====== RECORD SET
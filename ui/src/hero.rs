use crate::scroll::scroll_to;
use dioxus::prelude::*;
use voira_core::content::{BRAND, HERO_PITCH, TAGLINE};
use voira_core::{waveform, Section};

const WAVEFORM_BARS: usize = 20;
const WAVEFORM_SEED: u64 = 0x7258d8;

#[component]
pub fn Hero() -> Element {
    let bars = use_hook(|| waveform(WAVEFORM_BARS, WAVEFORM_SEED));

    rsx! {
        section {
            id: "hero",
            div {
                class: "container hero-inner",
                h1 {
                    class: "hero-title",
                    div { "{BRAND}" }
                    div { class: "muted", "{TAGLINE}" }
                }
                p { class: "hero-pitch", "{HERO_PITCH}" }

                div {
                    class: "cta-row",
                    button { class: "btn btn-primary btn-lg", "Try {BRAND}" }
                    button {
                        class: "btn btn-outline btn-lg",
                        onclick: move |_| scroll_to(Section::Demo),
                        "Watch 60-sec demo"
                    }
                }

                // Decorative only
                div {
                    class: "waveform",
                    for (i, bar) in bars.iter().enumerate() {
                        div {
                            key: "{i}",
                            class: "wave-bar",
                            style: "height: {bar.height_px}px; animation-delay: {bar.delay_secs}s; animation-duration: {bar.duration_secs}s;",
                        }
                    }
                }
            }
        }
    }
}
============
====== RECORD SET
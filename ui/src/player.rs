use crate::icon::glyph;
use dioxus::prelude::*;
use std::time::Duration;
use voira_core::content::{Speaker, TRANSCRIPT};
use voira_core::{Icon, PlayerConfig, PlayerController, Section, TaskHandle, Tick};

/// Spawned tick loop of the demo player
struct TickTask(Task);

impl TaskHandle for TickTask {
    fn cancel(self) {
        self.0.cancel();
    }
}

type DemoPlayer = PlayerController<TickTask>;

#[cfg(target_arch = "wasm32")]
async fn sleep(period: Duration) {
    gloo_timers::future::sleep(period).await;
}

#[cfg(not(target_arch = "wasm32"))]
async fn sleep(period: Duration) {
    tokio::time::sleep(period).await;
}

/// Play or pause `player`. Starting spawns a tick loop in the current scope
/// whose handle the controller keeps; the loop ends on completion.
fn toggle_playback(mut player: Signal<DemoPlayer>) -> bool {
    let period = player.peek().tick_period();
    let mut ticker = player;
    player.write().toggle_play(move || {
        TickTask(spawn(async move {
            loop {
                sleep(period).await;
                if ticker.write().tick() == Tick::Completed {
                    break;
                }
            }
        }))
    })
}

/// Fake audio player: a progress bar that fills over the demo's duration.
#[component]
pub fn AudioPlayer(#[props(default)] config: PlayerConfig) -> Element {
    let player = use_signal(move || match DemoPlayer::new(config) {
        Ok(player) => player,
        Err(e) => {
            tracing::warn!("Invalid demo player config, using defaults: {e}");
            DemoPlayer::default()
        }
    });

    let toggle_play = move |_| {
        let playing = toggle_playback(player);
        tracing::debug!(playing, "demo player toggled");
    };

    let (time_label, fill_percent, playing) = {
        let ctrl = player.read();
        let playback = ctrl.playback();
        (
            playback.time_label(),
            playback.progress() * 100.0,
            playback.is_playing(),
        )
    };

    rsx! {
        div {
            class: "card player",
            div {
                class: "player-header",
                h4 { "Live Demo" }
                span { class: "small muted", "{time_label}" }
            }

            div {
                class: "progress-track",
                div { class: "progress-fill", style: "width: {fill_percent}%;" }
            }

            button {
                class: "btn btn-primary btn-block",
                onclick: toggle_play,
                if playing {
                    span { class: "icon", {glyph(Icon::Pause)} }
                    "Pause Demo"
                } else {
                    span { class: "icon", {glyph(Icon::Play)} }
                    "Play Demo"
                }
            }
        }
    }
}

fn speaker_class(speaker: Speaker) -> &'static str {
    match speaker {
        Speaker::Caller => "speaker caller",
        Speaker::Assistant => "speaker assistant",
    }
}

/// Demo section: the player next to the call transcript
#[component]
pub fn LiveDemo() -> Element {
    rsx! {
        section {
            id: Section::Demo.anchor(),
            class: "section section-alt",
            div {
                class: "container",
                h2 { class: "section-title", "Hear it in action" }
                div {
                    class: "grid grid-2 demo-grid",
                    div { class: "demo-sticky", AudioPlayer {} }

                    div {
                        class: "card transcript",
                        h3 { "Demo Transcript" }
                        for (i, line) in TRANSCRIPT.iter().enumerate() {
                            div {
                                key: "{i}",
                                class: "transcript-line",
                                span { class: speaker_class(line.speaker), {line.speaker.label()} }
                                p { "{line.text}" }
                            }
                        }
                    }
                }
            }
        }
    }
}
============
| TASK INSTRUCTIONS |
Tally every line above that has the word "DemoPlayer", and report the total with no other words.

| SOLVED PROBLEM |
4